For the first two points the large participation of car manufacturers will strongly

contribute to reach EU common definitions.

Car design and equipment are affected fundamentally by EU legislation and the

quality of the car can have a major influence on the severity of injuries suffered by

people involved in accidents. The experience from the CHAMELEON project could

contribute to EU legislation, both in term of design and equipment for preventive and

passive safety [7].

There are two possible approaches to reduce the amount of accidents and/or to

depress the number of injured and dead people by vehicle engineering

improvements:

• the first is based on the concept of safety systems assisting the driver in avoiding

an accident (e.g. Blind spot observation, lane change assistant);

• the second consists in minimising the consequences of a crash once it is

unavoidable by the use of “reversible” or “irreversible” safety devices. The

„reversible“ approach (e.g. electrical seat belts pre-tensioning) does not imply

definitive damaging of the safety device. On the contrary, the “irreversible”

solution (e.g. air bags) require a substitution of the devices after use.

The CHAMELEON project can be associated to the second category of safety

applications. Thanks to the powerful sensing and processing of the detection

equipment and to the data fusion, the CHAMELEON system is supposed to identify

impending collisions in advance and to trigger the activation of on-board safety

devices, minimising crash consequences on people. The project is mainly oriented

towards “reversible” safety applications, which seem to be more promising than the

“irreversible” ones for short term market introduction.

The focus of the project will be to develop a prototype pre-crash system in terms of

functionality (scenarios to be covered, limits, uses and misuses) and architecture,

and to validate it.

It is also in the interest of the CHAMELEON project, near to the previously mentioned

concept “Safety system assisting the driver in avoiding an accident”, to investigate

the possible synergies of the pre-crash sensors with other Advanced Driver

Assistance Systems (ADAS) sensors, and consequently the benefits of these

synergies at functional level [8],[9]. This analysis is called within the Consortium

“Evolutionary Multi-Functional approach”. Current ADAS applications generally

involve only one dedicated sensor (e.g. longitudinal vehicle control - Adaptive Cruise

Control and Stop&Go - or lateral control - Blind spot and Lane warning/keeping).
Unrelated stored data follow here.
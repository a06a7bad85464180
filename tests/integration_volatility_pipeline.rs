//! Integration tests for the GARCH/EGARCH volatility pipeline.
//!
//! Purpose
//! -------
//! - Validate the end-to-end pipeline: prices → return series → two-phase
//!   MLE fit → coefficients, information criteria and forecasts.
//! - Exercise realistic regimes on simulated data (high-persistence GARCH,
//!   EGARCH with leverage) rather than toy edge cases only.
//!
//! Coverage
//! --------
//! - `volatility::core`:
//!   - `ReturnSeries` length boundary and degenerate input.
//!   - Forecast propagation (long-horizon limit, one-step round trip, EGARCH
//!     deviation reporting).
//! - `volatility::models`:
//!   - `VolModel::fit` parameter recovery, constraints, and repeatability.
//!   - `compare_models` against the constant-variance benchmark.
//!
//! Exclusions
//! ----------
//! - Low-level building blocks (guards, θ maps, validation) are covered by
//!   unit tests.
//! - Python bindings.
use approx::assert_relative_eq;
use ndarray::array;
use rust_volatility::volatility::{
    core::{
        data::{ReturnMethod, ReturnSeries},
        forecasts::{ForecastSeed, forecast},
        guards::VarianceGuards,
        options::{SimOpts, VolOptions},
        params::{EgarchParams, GarchParams, VolParams},
        roles::Role,
        simulate::{simulate_prices, simulate_returns},
        spec::{ModelFamily, ModelSpec},
    },
    errors::{VolError, VolWarning},
    models::{
        baseline::ConstantVarianceFit,
        comparator::{ModelReport, compare_models},
        fitted::FittedModel,
        volatility_model::VolModel,
    },
};

/// GARCH(1,1) with ω = 0.01, α = 0.08, β = 0.90.
fn garch_truth() -> VolParams {
    VolParams::Garch(
        GarchParams::new(None, 0.01, array![0.08], array![0.90], 1, 1)
            .expect("true GARCH parameters are admissible"),
    )
}

/// EGARCH(1,1) with a pronounced leverage effect (γ < 0).
fn egarch_truth() -> VolParams {
    VolParams::Egarch(
        EgarchParams::new(None, 0.0, array![0.12], array![-0.12], array![0.96], 1, 1)
            .expect("true EGARCH parameters are admissible"),
    )
}

fn simulated_series(params: &VolParams, n: usize, seed: u64) -> ReturnSeries {
    let returns = simulate_returns(params, n, SimOpts::new(seed, 1000))
        .expect("simulation length is positive");
    ReturnSeries::from_returns(returns).expect("simulated returns are valid")
}

fn fit(series: &ReturnSeries, family: ModelFamily) -> FittedModel {
    VolModel::new(VolOptions::for_family(family))
        .fit(series)
        .expect("fit on simulated data should converge")
}

#[test]
// Purpose
// -------
// The preprocessor accepts exactly 50 returns and rejects 49.
//
// Given
// -----
// - Simulated price paths of 51 and 50 prices.
//
// Expect
// ------
// - 50 returns accepted with a FewObservations advisory.
// - 49 returns rejected with InsufficientData { len: 49, min: 50 }.
fn preprocessor_length_boundary() {
    // Arrange
    let p50 = simulate_prices(&garch_truth(), 50, 100.0, SimOpts::default()).unwrap();
    let p49 = simulate_prices(&garch_truth(), 49, 100.0, SimOpts::default()).unwrap();

    // Act
    let ok = ReturnSeries::from_dense_prices(p50.as_slice().unwrap(), ReturnMethod::Log);
    let err = ReturnSeries::from_dense_prices(p49.as_slice().unwrap(), ReturnMethod::Log);

    // Assert
    let ok = ok.unwrap();
    assert_eq!(ok.len(), 50);
    assert!(ok.warnings.iter().any(|w| matches!(w, VolWarning::FewObservations { .. })));
    assert_eq!(err.unwrap_err(), VolError::InsufficientData { len: 49, min: 50 });
}

#[test]
// Purpose
// -------
// Constant prices are rejected as degenerate rather than fitted.
//
// Given
// -----
// - 200 identical prices.
//
// Expect
// ------
// - InvalidData.
fn constant_prices_are_invalid() {
    let prices = vec![42.0; 200];

    let res = ReturnSeries::from_dense_prices(&prices, ReturnMethod::Log);

    assert!(matches!(res, Err(VolError::InvalidData { .. })));
}

#[test]
// Purpose
// -------
// GARCH(1,1) recovers the generating coefficients and beats the
// constant-variance benchmark.
//
// Given
// -----
// - 2000 returns simulated from ω = 0.01, α = 0.08, β = 0.90.
//
// Expect
// ------
// - α̂ and β̂ within ±0.05 of the truth; ω > 0, α, β ≥ 0, α + β < 1.
// - AIC(GARCH) < AIC(constant variance).
fn garch_recovers_parameters() {
    // Arrange
    let series = simulated_series(&garch_truth(), 2000, 20240101);

    // Act
    let fitted = fit(&series, ModelFamily::Garch);
    let null = ConstantVarianceFit::fit(&series, fitted.mean);

    // Assert
    let alpha = fitted.coefficients.value(Role::Alpha(1)).unwrap();
    let beta = fitted.coefficients.value(Role::Beta(1)).unwrap();
    let omega = fitted.coefficients.value(Role::Omega).unwrap();
    assert!((alpha - 0.08).abs() < 0.05, "alpha = {alpha}");
    assert!((beta - 0.90).abs() < 0.05, "beta = {beta}");
    assert!(omega > 0.0 && alpha >= 0.0 && beta >= 0.0 && alpha + beta < 1.0);
    assert!(fitted.aic < null.aic);
    assert_eq!(fitted.conditional_variance.len(), series.len());
}

#[test]
// Purpose
// -------
// Long-horizon GARCH forecasts converge to the unconditional volatility.
//
// Given
// -----
// - A GARCH(1,1) fit on simulated data, horizon 500.
//
// Expect
// ------
// - The last forecast is within 1% of √(ω / (1 − α − β)).
fn garch_forecast_converges_to_long_run_level() {
    let series = simulated_series(&garch_truth(), 1500, 7);
    let fitted = fit(&series, ModelFamily::Garch);

    let path = fitted.forecast(500).unwrap();

    let target = fitted.params.long_run_variance().sqrt();
    assert!(!path.degraded);
    assert_relative_eq!(path.volatility[499], target, max_relative = 0.01);
}

#[test]
// Purpose
// -------
// The one-step forecast equals the next step of the fitted recursion.
//
// Given
// -----
// - A GARCH(1,1) fit; ε_N and σ²_N from the in-sample path.
//
// Expect
// ------
// - forecast(1)[0] = √(ω + α·ε²_N + β·σ²_N).
fn one_step_forecast_round_trip() {
    let series = simulated_series(&garch_truth(), 800, 99);
    let fitted = fit(&series, ModelFamily::Garch);
    let n = series.len();
    let eps = series.returns[n - 1] - fitted.params.mu();
    let h_n = fitted.conditional_variance[n - 1];

    let path = fitted.forecast(1).unwrap();

    let expected = (fitted.params.omega()
        + fitted.params.alpha()[0] * eps * eps
        + fitted.params.beta()[0] * h_n)
        .sqrt();
    assert_relative_eq!(path.volatility[0], expected, max_relative = 1e-12);
}

#[test]
// Purpose
// -------
// Repeated fits on the same series give the same estimates.
//
// Given
// -----
// - Two GARCH(1,1) fits on one simulated series.
//
// Expect
// ------
// - Coefficients and log-likelihood agree to 1e-6 relative.
fn repeated_fits_are_idempotent() {
    let series = simulated_series(&garch_truth(), 1000, 3);

    let a = fit(&series, ModelFamily::Garch);
    let b = fit(&series, ModelFamily::Garch);

    for (x, y) in a.params.to_natural().iter().zip(b.params.to_natural().iter()) {
        assert_relative_eq!(*x, *y, max_relative = 1e-6);
    }
    assert_relative_eq!(a.log_likelihood, b.log_likelihood, max_relative = 1e-6);
}

#[test]
// Purpose
// -------
// EGARCH fits stay stationary and detect leverage; the comparator prefers
// EGARCH on leveraged data.
//
// Given
// -----
// - 3000 returns simulated from EGARCH(1,1) with γ = −0.12.
//
// Expect
// ------
// - Σ|β̂| < 1 and |γ̂| > 2·SE(γ̂).
// - compare_models recommends EGARCH with a positive AIC gap.
fn egarch_detects_leverage_and_wins_comparison() {
    // Arrange
    let series = simulated_series(&egarch_truth(), 3000, 11);

    // Act
    let fitted = fit(&series, ModelFamily::Egarch);
    let cmp = compare_models(&series, &VolOptions::default());

    // Assert
    assert!(fitted.params.persistence() < 1.0);
    let gamma = fitted.coefficients.value(Role::Gamma(1)).unwrap();
    let se = fitted.coefficients.std_error(Role::Gamma(1)).unwrap();
    assert!(gamma.abs() > 2.0 * se, "gamma = {gamma}, se = {se}");
    assert_eq!(cmp.recommended, Some(ModelFamily::Egarch));
    assert!(cmp.aic_gap.unwrap() > 0.0);
    assert!(cmp.egarch.aic().unwrap() < cmp.baseline.aic);
}

#[test]
// Purpose
// -------
// A comparison with invalid orders reports both families as failed
// without panicking.
//
// Given
// -----
// - Options whose spec carries p = 0 (bypassing `ModelSpec::new`).
//
// Expect
// ------
// - Both reports Failed with InvalidOrder; the benchmark is still present.
fn comparator_reports_failures_per_family() {
    let series = simulated_series(&garch_truth(), 300, 5);
    let mut opts = VolOptions::default();
    opts.spec = ModelSpec { family: ModelFamily::Garch, p: 0, q: 1 };

    let cmp = compare_models(&series, &opts);

    for report in [&cmp.garch, &cmp.egarch] {
        assert!(matches!(
            report,
            ModelReport::Failed { error: VolError::InvalidOrder { p: 0, q: 1 }, .. }
        ));
    }
    assert_eq!(cmp.recommended, None);
    assert!(cmp.baseline.log_likelihood.is_finite());
}

#[test]
// Purpose
// -------
// The EGARCH forecast reports when the simplified path deviates from the
// closed form by more than 10%, and stays quiet otherwise.
//
// Given
// -----
// - EGARCH(1,1) with β = 0.9 and α = 0.5 (large convexity term) or
//   α = 0.05 (small), seeded at σ² = 1 with a zero residual, horizon 50.
//
// Expect
// ------
// - α = 0.5: a ForecastDeviation warning.
// - α = 0.05: no warning; neither path is degraded.
fn egarch_deviation_flag() {
    let seed = ForecastSeed::new(array![0.0], array![1.0]).unwrap();
    let guards = VarianceGuards::default();
    let strong = VolParams::Egarch(
        EgarchParams::new(None, 0.0, array![0.5], array![0.0], array![0.9], 1, 1).unwrap(),
    );
    let mild = VolParams::Egarch(
        EgarchParams::new(None, 0.0, array![0.05], array![0.0], array![0.9], 1, 1).unwrap(),
    );

    let strong_path = forecast(&strong, &seed, 50, &guards).unwrap();
    let mild_path = forecast(&mild, &seed, 50, &guards).unwrap();

    assert!(
        strong_path
            .warnings
            .iter()
            .any(|w| matches!(w, VolWarning::ForecastDeviation { .. }))
    );
    assert!(mild_path.warnings.is_empty());
    assert!(!strong_path.degraded && !mild_path.degraded);
}
//! Seeded simulation of GARCH/EGARCH return paths.
//!
//! Paths are driven by standard normal innovations from a `StdRng` seeded
//! with [`SimOpts::seed`], so equal seeds give identical paths. The recursion
//! starts at the long-run level (unconditional variance for GARCH, long-run
//! log-variance for EGARCH) and the first [`SimOpts::burn_in`] draws are
//! discarded. Variances pass through the default [`VarianceGuards`], which
//! keeps explosive EGARCH draws finite.
//!
//! Returns are on the same scale as the coefficients (percent when the
//! coefficients came from a fit on a [`ReturnSeries`](super::data::ReturnSeries)).
use crate::volatility::{
    core::{
        data::RETURN_SCALE, guards::VarianceGuards, options::SimOpts, params::VolParams,
        recursion::E_ABS_Z,
    },
    errors::{VolError, VolResult},
};
use ndarray::Array1;
use rand::{SeedableRng, rngs::StdRng};
use rand_distr::{Distribution, StandardNormal};

/// Simulate `n` returns from `params`.
///
/// Errors
/// ------
/// - `VolError::InvalidSimulationLength` if `n == 0`.
pub fn simulate_returns(params: &VolParams, n: usize, opts: SimOpts) -> VolResult<Array1<f64>> {
    if n == 0 {
        return Err(VolError::InvalidSimulationLength { len: n });
    }
    let guards = VarianceGuards::default();
    let mut rng = StdRng::seed_from_u64(opts.seed);
    let total = opts.burn_in + n;
    let mu = params.mu();
    let alpha = params.alpha();
    let beta = params.beta();
    let mut out = Vec::with_capacity(n);

    match params {
        VolParams::Garch(g) => {
            let h0 = g.unconditional_variance();
            let mut h_hist = vec![h0; beta.len()];
            let mut e2_hist = vec![h0; alpha.len()];
            for t in 0..total {
                let mut h = g.omega;
                h += alpha.iter().zip(e2_hist.iter().rev()).map(|(a, e2)| a * e2).sum::<f64>();
                h += beta.iter().zip(h_hist.iter().rev()).map(|(b, hh)| b * hh).sum::<f64>();
                let h = guards.clamp(h).0;
                let z: f64 = StandardNormal.sample(&mut rng);
                let eps = h.sqrt() * z;
                push_lag(&mut h_hist, h);
                push_lag(&mut e2_hist, eps * eps);
                if t >= opts.burn_in {
                    out.push(mu + eps);
                }
            }
        }
        VolParams::Egarch(e) => {
            let g0 = e.long_run_log_variance();
            let mut g_hist = vec![g0; beta.len()];
            let mut z_hist = vec![0.0f64; alpha.len()];
            for t in 0..total {
                let mut g = e.omega;
                for (i, z_prev) in z_hist.iter().rev().enumerate() {
                    g += alpha[i] * (z_prev.abs() - E_ABS_Z) + e.gamma[i] * z_prev;
                }
                g += beta.iter().zip(g_hist.iter().rev()).map(|(b, gg)| b * gg).sum::<f64>();
                let g = guards.clamp_log(g).0;
                let z: f64 = StandardNormal.sample(&mut rng);
                push_lag(&mut g_hist, g);
                push_lag(&mut z_hist, z);
                if t >= opts.burn_in {
                    out.push(mu + (0.5 * g).exp() * z);
                }
            }
        }
    }
    Ok(Array1::from(out))
}

/// Simulate `n + 1` prices starting at `start_price`, compounding the
/// simulated returns as percentage log returns.
///
/// Errors
/// ------
/// - `VolError::InvalidSimulationLength` if `n == 0`.
/// - `VolError::InvalidData` if `start_price` is not finite and positive.
pub fn simulate_prices(
    params: &VolParams, n: usize, start_price: f64, opts: SimOpts,
) -> VolResult<Array1<f64>> {
    if !start_price.is_finite() || start_price <= 0.0 {
        return Err(VolError::InvalidData {
            index: None,
            value: start_price,
            reason: "start price must be finite and positive",
        });
    }
    let returns = simulate_returns(params, n, opts)?;
    let mut prices = Vec::with_capacity(n + 1);
    let mut p = start_price;
    prices.push(p);
    for r in returns.iter() {
        p *= (r / RETURN_SCALE).exp();
        prices.push(p);
    }
    Ok(Array1::from(prices))
}

/// Append `value` to a fixed-length history, oldest first.
fn push_lag(hist: &mut [f64], value: f64) {
    if hist.is_empty() {
        return;
    }
    hist.rotate_left(1);
    if let Some(last) = hist.last_mut() {
        *last = value;
    }
}
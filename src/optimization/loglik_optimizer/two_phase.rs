//! Strict-then-relaxed estimation strategy.
//!
//! Purpose
//! -------
//! Volatility likelihoods are flat near the persistence boundary and the
//! first L-BFGS attempt from a data-driven start sometimes stalls. This
//! module runs one strict attempt and, if it does not converge, exactly one
//! retry from an alternative start with (optionally) relaxed tolerances.
//!
//! Key behaviors
//! -------------
//! - Phase 1 uses the caller's strict [`MLEOptions`] from `strict_start`.
//! - Phase 2 runs only when phase 1 errors or stops without meeting a
//!   tolerance. It starts from `retry_start` and uses the strict options
//!   scaled by `relax_factor` when one is given.
//! - The outcome carries a [`FitStatus`], every attempt (for diagnostics),
//!   and the best finite outcome seen, even when neither phase converged.
//!
//! Conventions
//! -----------
//! - A solver error in a phase counts as a failed phase; it never aborts
//!   the strategy.
//! - "Best" means the highest log-likelihood among successful runs.
use crate::optimization::{
    errors::{OptError, OptResult},
    loglik_optimizer::{LogLikelihood, MLEOptions, OptimOutcome, Theta, api::maximize},
};
use std::fmt;

/// Tag attached to a fitted model describing how estimation ended.
#[derive(Debug, Clone, Copy, PartialEq, Eq)]
pub enum FitStatus {
    /// Strict attempt met its tolerance.
    Converged,
    /// Only the retry met its (possibly relaxed) tolerance.
    ConvergedLoose,
    /// Neither attempt converged.
    Failed,
}

impl fmt::Display for FitStatus {
    fn fmt(&self, f: &mut fmt::Formatter<'_>) -> fmt::Result {
        let s = match self {
            FitStatus::Converged => "converged",
            FitStatus::ConvergedLoose => "converged_loose",
            FitStatus::Failed => "failed",
        };
        f.write_str(s)
    }
}

/// Which attempt a [`PhaseAttempt`] records.
#[derive(Debug, Clone, Copy, PartialEq, Eq)]
pub enum FitPhase {
    Strict,
    Relaxed,
}

impl fmt::Display for FitPhase {
    fn fmt(&self, f: &mut fmt::Formatter<'_>) -> fmt::Result {
        match self {
            FitPhase::Strict => f.write_str("strict"),
            FitPhase::Relaxed => f.write_str("relaxed"),
        }
    }
}

/// One solver run and how it ended.
#[derive(Debug, Clone, PartialEq)]
pub struct PhaseAttempt {
    pub phase: FitPhase,
    pub result: OptResult<OptimOutcome>,
}

impl PhaseAttempt {
    fn converged(&self) -> bool {
        matches!(&self.result, Ok(out) if out.converged)
    }
}

/// Aggregate result of [`maximize_two_phase`].
#[derive(Debug, Clone, PartialEq)]
pub struct TwoPhaseOutcome {
    pub status: FitStatus,
    /// Highest-likelihood successful run, if any run returned at all.
    pub best: Option<OptimOutcome>,
    /// Attempts in execution order (one or two entries).
    pub attempts: Vec<PhaseAttempt>,
}

impl TwoPhaseOutcome {
    /// Last solver error, useful when no run produced an outcome.
    pub fn last_error(&self) -> Option<&OptError> {
        self.attempts.iter().rev().find_map(|a| a.result.as_ref().err())
    }
}

/// Maximize `f` with a strict attempt and at most one retry.
///
/// # Parameters
/// - `strict_start`: start point for phase 1.
/// - `retry_start`: start point for phase 2.
/// - `strict`: solver options for phase 1.
/// - `relax_factor`: multiplier applied to both tolerances in phase 2;
///   `None` reuses the strict options.
///
/// # Errors
/// Only option errors from relaxing the tolerances are returned as `Err`.
/// Solver failures are folded into the outcome.
pub fn maximize_two_phase<F: LogLikelihood>(
    f: &F, strict_start: Theta, retry_start: Theta, data: &F::Data, strict: &MLEOptions,
    relax_factor: Option<f64>,
) -> OptResult<TwoPhaseOutcome> {
    let first = PhaseAttempt {
        phase: FitPhase::Strict,
        result: maximize(f, strict_start, data, strict),
    };
    if first.converged() {
        let best = first.result.clone().ok();
        return Ok(TwoPhaseOutcome { status: FitStatus::Converged, best, attempts: vec![first] });
    }

    let retry_opts = match relax_factor {
        Some(factor) => strict.relaxed(factor)?,
        None => strict.clone(),
    };
    let second = PhaseAttempt {
        phase: FitPhase::Relaxed,
        result: maximize(f, retry_start, data, &retry_opts),
    };

    let status = if second.converged() { FitStatus::ConvergedLoose } else { FitStatus::Failed };
    let best = match status {
        FitStatus::ConvergedLoose => second.result.clone().ok(),
        _ => [&first, &second]
            .into_iter()
            .filter_map(|a| a.result.as_ref().ok())
            .max_by(|a, b| a.value.total_cmp(&b.value))
            .cloned(),
    };
    Ok(TwoPhaseOutcome { status, best, attempts: vec![first, second] })
}
//! L-BFGS solver construction.
//!
//! Builders choose the line search, apply the history size, and wire the
//! gradient / cost-change tolerances from [`MLEOptions`]. The start point and
//! iteration cap belong to the executor and are set in `run_lbfgs`.
use argmin::solver::quasinewton::LBFGS;

use crate::optimization::{
    errors::OptResult,
    loglik_optimizer::{
        traits::MLEOptions,
        types::{
            Cost, DEFAULT_LBFGS_MEM, Grad, HagerZhangLS, LbfgsHagerZhang, LbfgsMoreThuente,
            MoreThuenteLS, Theta,
        },
    },
};

/// L-BFGS with Hager–Zhang line search, configured from `opts`.
///
/// # Errors
/// Returns an `OptError` if argmin rejects a tolerance.
pub fn build_optimizer_hager_zhang(opts: &MLEOptions) -> OptResult<LbfgsHagerZhang> {
    let mem = opts.lbfgs_mem.unwrap_or(DEFAULT_LBFGS_MEM);
    configure_lbfgs(LbfgsHagerZhang::new(HagerZhangLS::new(), mem), opts)
}

/// L-BFGS with More–Thuente line search, configured from `opts`.
///
/// # Errors
/// Returns an `OptError` if argmin rejects a tolerance.
pub fn build_optimizer_more_thuente(opts: &MLEOptions) -> OptResult<LbfgsMoreThuente> {
    let mem = opts.lbfgs_mem.unwrap_or(DEFAULT_LBFGS_MEM);
    configure_lbfgs(LbfgsMoreThuente::new(MoreThuenteLS::new(), mem), opts)
}

/// Apply whichever of `tol_grad` / `tol_cost` is set; absent ones keep
/// argmin's defaults.
pub fn configure_lbfgs<L>(
    mut solver: LBFGS<L, Theta, Grad, Cost>, opts: &MLEOptions,
) -> OptResult<LBFGS<L, Theta, Grad, Cost>> {
    if let Some(g) = opts.tols.tol_grad {
        solver = solver.with_tolerance_grad(g)?;
    }
    if let Some(c) = opts.tols.tol_cost {
        solver = solver.with_tolerance_cost(c)?;
    }
    Ok(solver)
}
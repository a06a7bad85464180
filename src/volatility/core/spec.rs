//! Model family, orders, mean model, and the θ layout they imply.
//!
//! A [`ModelSpec`] fixes the recursion (GARCH or EGARCH) and its orders;
//! together with a [`MeanModel`] it determines [`ParamLayout`], the single
//! source of truth for where each coefficient sits in θ, in the natural
//! coefficient vector, and in standard-error arrays.
//!
//! Layout (both θ and natural order):
//! `[μ (Constant mean only), ω, α_1..α_p, γ_1..γ_p (EGARCH only), β_1..β_q]`.
use crate::volatility::errors::{VolError, VolResult};
use std::{fmt, ops::Range, str::FromStr};

/// Conditional-variance recursion family.
///
/// Parses case-insensitively from `"garch"` or `"egarch"`.
#[derive(Debug, Clone, Copy, PartialEq, Eq, Hash)]
pub enum ModelFamily {
    Garch,
    Egarch,
}

impl FromStr for ModelFamily {
    type Err = VolError;

    fn from_str(s: &str) -> Result<Self, Self::Err> {
        match s.trim().to_lowercase().as_str() {
            "garch" => Ok(ModelFamily::Garch),
            "egarch" => Ok(ModelFamily::Egarch),
            _ => Err(VolError::UnknownOption { kind: "model family", name: s.to_string() }),
        }
    }
}

impl fmt::Display for ModelFamily {
    fn fmt(&self, f: &mut fmt::Formatter<'_>) -> fmt::Result {
        match self {
            ModelFamily::Garch => f.write_str("GARCH"),
            ModelFamily::Egarch => f.write_str("EGARCH"),
        }
    }
}

/// Mean equation for `ε_t = R_t − μ`.
///
/// - `Zero`: μ fixed at 0.
/// - `Constant`: μ estimated jointly with the variance parameters.
///
/// Parses case-insensitively from `"zero"` or `"constant"`.
#[derive(Debug, Clone, Copy, PartialEq, Eq, Default)]
pub enum MeanModel {
    #[default]
    Zero,
    Constant,
}

impl MeanModel {
    pub fn is_estimated(self) -> bool {
        matches!(self, MeanModel::Constant)
    }
}

impl FromStr for MeanModel {
    type Err = VolError;

    fn from_str(s: &str) -> Result<Self, Self::Err> {
        match s.trim().to_lowercase().as_str() {
            "zero" => Ok(MeanModel::Zero),
            "constant" => Ok(MeanModel::Constant),
            _ => Err(VolError::UnknownOption { kind: "mean model", name: s.to_string() }),
        }
    }
}

/// Family plus orders. `p` is the ARCH order (lags of shocks), `q` the GARCH
/// order (lags of variance). Both are at least one.
#[derive(Debug, Clone, Copy, PartialEq, Eq)]
pub struct ModelSpec {
    pub family: ModelFamily,
    pub p: usize,
    pub q: usize,
}

impl ModelSpec {
    /// Validated spec.
    ///
    /// # Errors
    /// `VolError::InvalidOrder` if `p == 0` or `q == 0`.
    pub fn new(family: ModelFamily, p: usize, q: usize) -> VolResult<Self> {
        if p == 0 || q == 0 {
            return Err(VolError::InvalidOrder { p, q });
        }
        Ok(ModelSpec { family, p, q })
    }

    /// `(1, 1)` model of the given family.
    pub const fn one_one(family: ModelFamily) -> Self {
        ModelSpec { family, p: 1, q: 1 }
    }

    /// Number of asymmetry coefficients: `p` for EGARCH, 0 for GARCH.
    pub fn n_gamma(&self) -> usize {
        match self.family {
            ModelFamily::Garch => 0,
            ModelFamily::Egarch => self.p,
        }
    }

    /// Longest lag the recursion looks back.
    pub fn max_lag(&self) -> usize {
        self.p.max(self.q)
    }

    pub fn layout(&self, mean: MeanModel) -> ParamLayout {
        let mu = mean.is_estimated().then_some(0);
        let omega = usize::from(mean.is_estimated());
        let alpha = omega + 1..omega + 1 + self.p;
        let gamma = alpha.end..alpha.end + self.n_gamma();
        let beta = gamma.end..gamma.end + self.q;
        let len = beta.end;
        ParamLayout { mu, omega, alpha, gamma, beta, len }
    }
}

impl Default for ModelSpec {
    fn default() -> Self {
        ModelSpec::one_one(ModelFamily::Garch)
    }
}

/// Index map for θ, natural coefficient vectors, and standard errors.
///
/// `gamma` is an empty range for GARCH. `len` is the number of estimated
/// parameters `k` used by AIC/BIC.
#[derive(Debug, Clone, PartialEq, Eq)]
pub struct ParamLayout {
    pub mu: Option<usize>,
    pub omega: usize,
    pub alpha: Range<usize>,
    pub gamma: Range<usize>,
    pub beta: Range<usize>,
    pub len: usize,
}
The

tendency for the future is to integrate in vehicle only a minimum number of sensors to

be used for different applications (“Multifunctionality” concept).

The challenge of the CHAMELEON Consortium is to consider at system level the

complete evolutionary application, investigating and defining from the beginning the

adequate next generation of sensorial system requirements.

Summarising, the CHAMELEON project is research oriented and has the following

objectives:

• Improvement of the already existing sensor performances (to cover the nearest

distance from the car and improve their detection time/update rate), of their

robustness (i.e. in terms of false alarms) and their operative range extension (e.g.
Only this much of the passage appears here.